(Work to complete):
Look through the data below and show every line that includes "EventDef".

(Supplied material):
//! ABI surface of the token: functions, events and custom errors

use std::sync::OnceLock;

use ourtoken_abi::{ErrorDef, EventDef, FunctionDef, ParamType};

/// Selector of the compiler-generated `Panic(uint256)` error
pub const PANIC_SELECTOR: [u8; 4] = [0x4e, 0x48, 0x7b, 0x71];

/// Panic code for arithmetic overflow/underflow
pub const PANIC_ARITHMETIC: u64 = 0x11;

/// Token functions, in declaration order
pub fn functions() -> &'static [FunctionDef] {
    static FUNCTIONS: OnceLock<Vec<FunctionDef>> = OnceLock::new();
    FUNCTIONS.get_or_init(|| {
        use ParamType::*;
        vec![
            FunctionDef::new("name", vec![], vec![String]),
            FunctionDef::new("symbol", vec![], vec![String]),
            FunctionDef::new("decimals", vec![], vec![Uint(8)]),
            FunctionDef::new("totalSupply", vec![], vec![Uint(256)]),
            FunctionDef::new("balanceOf", vec![Address], vec![Uint(256)]),
            FunctionDef::new("transfer", vec![Address, Uint(256)], vec![Bool]),
            FunctionDef::new("allowance", vec![Address, Address], vec![Uint(256)]),
            FunctionDef::new("approve", vec![Address, Uint(256)], vec![Bool]),
            FunctionDef::new("transferFrom", vec![Address, Address, Uint(256)], vec![Bool]),
        ]
    })
}

/// Look up a function by name
pub fn function(name: &str) -> Option<&'static FunctionDef> {
    functions().iter().find(|f| f.name == name)
}

/// Look up a function by selector
pub fn function_by_selector(selector: &[u8]) -> Option<&'static FunctionDef> {
    functions().iter().find(|f| f.selector[..] == *selector)
}

/// `Transfer` and `Approval`
pub fn events() -> &'static [EventDef] {
    static EVENTS: OnceLock<Vec<EventDef>> = OnceLock::new();
    EVENTS.get_or_init(|| {
        use ParamType::*;
        vec![
            EventDef::new("Transfer", vec![(Address, true), (Address, true), (Uint(256), false)]),
            EventDef::new("Approval", vec![(Address, true), (Address, true), (Uint(256), false)]),
        ]
    })
}

/// Look up an event by name
pub fn event(name: &str) -> Option<&'static EventDef> {
    events().iter().find(|e| e.name == name)
}

/// Custom errors the token can revert with
pub fn errors() -> &'static [ErrorDef] {
    static ERRORS: OnceLock<Vec<ErrorDef>> = OnceLock::new();
    ERRORS.get_or_init(|| {
        use ParamType::*;
        vec![
            ErrorDef::new("ERC20InsufficientBalance", vec![Address, Uint(256), Uint(256)]),
            ErrorDef::new("ERC20InvalidSender", vec![Address]),
            ErrorDef::new("ERC20InvalidReceiver", vec![Address]),
            ErrorDef::new("ERC20InsufficientAllowance", vec![Address, Uint(256), Uint(256)]),
            ErrorDef::new("ERC20InvalidApprover", vec![Address]),
            ErrorDef::new("ERC20InvalidSpender", vec![Address]),
            ErrorDef::new("Panic", vec![Uint(256)]),
        ]
    })
}

/// Look up a custom error by name
pub fn error(name: &str) -> Option<&'static ErrorDef> {
    errors().iter().find(|e| e.name == name)
}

(Exercise solution):
use ourtoken_abi::{ErrorDef, EventDef, FunctionDef, ParamType};
pub fn events() -> &'static [EventDef] {
    static EVENTS: OnceLock<Vec<EventDef>> = OnceLock::new();
            EventDef::new("Transfer", vec![(Address, true), (Address, true), (Uint(256), false)]),
            EventDef::new("Approval", vec![(Address, true), (Address, true), (Uint(256), false)]),
pub fn event(name: &str) -> Option<&'static EventDef> {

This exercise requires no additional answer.